Tenancy Deposits for rental properties

Information on Tenancy Deposits for landlords and tenants.

From April 2007 all damage deposits taken for Assured Shorthold Tenancies (ASTs) are regulated under the Housing Act 2004. This means that any deposit taken must be protected under one of the 3 government appointed schemes.

Key Points

If a landlord decides to take a Security Deposit for an AST he must inform his tenants within 14 days of taking it which scheme he intends to use.

Holding Deposits are not affected.

There are two main reasons why landlords take deposits:

  • A Holding Deposit - to hold the tenancy for a short period prior to the contact being signed.
  • A Security Deposit (sometimes referred to as a Damage Deposit, Rental Deposit or Bond) - to give the landlord a reserve fund in case of problems.

The Holding Deposit

The holding deposit shows good faith on the part of a prospective tenant enabling the landlord to take further action in the confident knowledge that the applicant is serious and fully committed to the property. The landlord should:

  • Cancel any advertising for the letting
  • Tell other applicants that the tenancy has been taken therefore avoiding "stringing them along for too long", though he may continue to take details as a contingency
  • Prepare a letting agreement
  • Take up references
  • Carry out credit checks (some landlords make a charge for this - administration fee, agents almost always do).

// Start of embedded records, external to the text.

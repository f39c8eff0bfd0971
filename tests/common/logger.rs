//! Phase-aware logging for integration tests.
//!
//! Every line goes to stderr (captured by the harness unless `--nocapture`)
//! prefixed with the test name, the current phase and elapsed time, so a
//! failing CI run shows where in the test it stopped.
//!
//! ```rust,ignore
//! let log = TestLogger::new("extract_direct_success");
//! log.phase("setup");
//! // ...
//! log.finish_ok();
//! ```
//!
//! `TEST_LOG_LEVEL` (trace, debug, info, warn, error; default info) filters
//! the output.

#![allow(dead_code)]

use std::sync::Mutex;
use std::time::Instant;

#[derive(Debug, Clone, Copy, PartialEq, Eq, PartialOrd, Ord)]
pub enum Level {
    Debug,
    Info,
    Warn,
    Error,
}

impl Level {
    fn from_env() -> Self {
        match std::env::var("TEST_LOG_LEVEL")
            .unwrap_or_default()
            .to_lowercase()
            .as_str()
        {
            "trace" | "debug" => Self::Debug,
            "warn" | "warning" => Self::Warn,
            "error" => Self::Error,
            _ => Self::Info,
        }
    }

    const fn label(self) -> &'static str {
        match self {
            Self::Debug => "DEBUG",
            Self::Info => "INFO",
            Self::Warn => "WARN",
            Self::Error => "ERROR",
        }
    }
}

/// Per-test logger.
pub struct TestLogger {
    name: String,
    started: Instant,
    phase: Mutex<String>,
    min_level: Level,
}

impl TestLogger {
    #[must_use]
    pub fn new(name: &str) -> Self {
        let logger = Self {
            name: name.to_string(),
            started: Instant::now(),
            phase: Mutex::new("init".to_string()),
            min_level: Level::from_env(),
        };
        logger.info("start");
        logger
    }

    fn emit(&self, level: Level, message: &str) {
        if level < self.min_level {
            return;
        }
        let phase = self.phase.lock().map(|p| p.clone()).unwrap_or_default();
        eprintln!(
            "[{:>5}] {} ({phase}, +{}ms) {message}",
            level.label(),
            self.name,
            self.started.elapsed().as_millis()
        );
    }

    pub fn phase(&self, phase: &str) {
        if let Ok(mut current) = self.phase.lock() {
            *current = phase.to_string();
        }
        self.debug(&format!("phase -> {phase}"));
    }

    pub fn debug(&self, message: &str) {
        self.emit(Level::Debug, message);
    }

    pub fn info(&self, message: &str) {
        self.emit(Level::Info, message);
    }

    pub fn warn(&self, message: &str) {
        self.emit(Level::Warn, message);
    }

    /// Record an outgoing request made by the code under test.
    pub fn http_request(&self, method: &str, url: &str) {
        self.debug(&format!("{method} {url}"));
    }

    /// Record a CLI invocation.
    pub fn command(&self, args: &[&str]) {
        self.debug(&format!("m3ui {}", args.join(" ")));
    }

    pub fn finish_ok(&self) {
        self.info("ok");
    }

    pub fn finish_err(&self, reason: &str) {
        self.emit(Level::Error, &format!("failed: {reason}"));
    }
}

The holding deposit is particularly appropriate where there is good demand for the property and the landlord may lose other prospective tenants if the applicant causes unnecessary delay or declines the tenancy at the last minute.

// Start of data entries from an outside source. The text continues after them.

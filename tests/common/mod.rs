//! Shared helpers for integration tests.
//!
//! - `fixtures`: wiremock provider/relay setup and canned bodies
//! - `logger`: phase-aware test logging

pub mod fixtures;
pub mod logger;
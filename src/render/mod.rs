//! Output rendering for human and robot modes.

pub mod error;
pub mod human;
pub mod robot;

use crate::cli::args::OutputFormat;
use crate::core::models::{ExtractReport, Inspection, StrategyChain};
use crate::error::Result;

pub use error::render_error;

/// Render extraction results; `errors` are per-URL pre-flight failures.
pub fn render_extractions(
    reports: &[ExtractReport],
    errors: &[String],
    format: OutputFormat,
    pretty: bool,
    no_color: bool,
) -> Result<String> {
    match format {
        OutputFormat::Human => human::render_extractions(reports, errors, no_color),
        OutputFormat::Json => robot::render_envelope("extract", reports, errors.to_vec(), pretty),
        OutputFormat::Md => robot::render_extractions_md(reports, errors),
    }
}

/// Render the result of `inspect`.
pub fn render_inspection(
    inspection: &Inspection,
    format: OutputFormat,
    pretty: bool,
    no_color: bool,
) -> Result<String> {
    match format {
        OutputFormat::Human => human::render_inspection(inspection, no_color),
        OutputFormat::Json => robot::render_envelope("inspect", inspection, Vec::new(), pretty),
        OutputFormat::Md => robot::render_inspection_md(inspection),
    }
}

/// Render the result of `proxies`.
pub fn render_strategy_chain(
    chain: &StrategyChain,
    format: OutputFormat,
    pretty: bool,
    no_color: bool,
) -> Result<String> {
    match format {
        OutputFormat::Human => human::render_strategy_chain(chain, no_color),
        OutputFormat::Json => robot::render_envelope("proxies", chain, Vec::new(), pretty),
        OutputFormat::Md => robot::render_strategy_chain_md(chain),
    }
}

In the event of the tenancy agreement falling through the landlord may well decide to keep this holding deposit as recompense for the inconvenience and cost caused, but this should be pointed out and stated in writing to any prospective tenant at the outset, along with a written receipt for the deposit held.

The amount of any holding deposit should therefore reflect in advance the reasonable or approximate amount of the landlord's loss in the event of non-completion of the agreement.

Once the agreement is signed the holding deposit would normally then form a part of the Security Deposit, to be held by the landlord or the agent throughout the term of the tenancy. If the landlord decides not to take a Security Deposit, the holding deposit should be returned.

The Security or Damage Deposit

The taking of security deposits has come to be accepted by landlords, tenants and the courts as normal practice in residential lettings in the UK.

However, unlike in some countries, there are no statutory rules laid down. Deposits are contractual between landlord and tenant and the detail - what the deposit covers, interest payable etc - depends very much on what the agreement says.

What exactly should the deposit secure? The usual items are listed below, all of which should be referred to in the letting agreement.

  • Damage to the property, landlords fixtures, fittings and furniture - beyond normal wear and tear
  • Cleaning - for example, a cooker or carpet cleaning.
  • Rubbish removal - tenants may leave unwanted items of their own such as furniture or general rubbish both inside and outside the property.
  • Unpaid rent.
  • Any unpaid account which vendors may attempt to recover from the landlord - generally speaking this does not apply as the contract for the supply of goods or services is usually between the vendor and the tenant.
  • Replacement keys/locks when keys are lost or not returned. If keys are not returned it is a landlord's duty to change the locks.

The letting agreement should state what can be deducted from the security deposit and under what circumstances. For example, if damage occurs during the period of the tenancy then the repair may be funded from the deposit and the tenant would then be required to make the deposit amount up again to its full amount.

Tenants often fail to realise just how much things cost. If a landlord brings in someone to clean a cooker or remove rubbish the charge is often much higher than the average tenant would realise, or is generally be willing to pay.

The Amount of the Deposit

The amount of the deposit should be a maximum of two months' rent. If the deposit is more than this amount it could in theory count as a premium and may give the tenant an automatic right to assign the lease without the landlord's consent.

This eventuality of assignment should be precluded by the terms of the tenancy agreement anyway, but as a precaution the deposit should be kept below two months' rent.

One month's rent is a common figure, though some landlords avoid this as it could encourage the tenant to substitute the deposit for the last month's rent - 5 or 6 weeks may be acceptable.

The Tenancy Deposit Scheme

From 6 April 2007, all deposits (for rent up to £25,000 per annum) taken by landlords and agents for assured shorthold tenancies (AST) in England and Wales have to be protected by a government authorised tenancy deposit scheme. (ASTs are the usual tenancies made between a private landlord and his tenants.)

To avoid disputes going to court each scheme is supported by an alternative dispute resolution (ADR) service, whose aim is to make disputes over the repayment of the deposit faster and cheaper to resolve.

If there is a dispute regarding damage or breach of the tenancy terms then the ADR service will become involved, otherwise the tenant's deposit will be returned without delay.

The onus of proof will be on the landlord or agent. They will need to provide reliable evidence, usually in the form of an inventory, or a schedule of condition and photographs, to support their claim for deductions from the deposit.

The court route is still open to the parties to resolve a dispute, and in cases where the damage claim exceeds the deposit.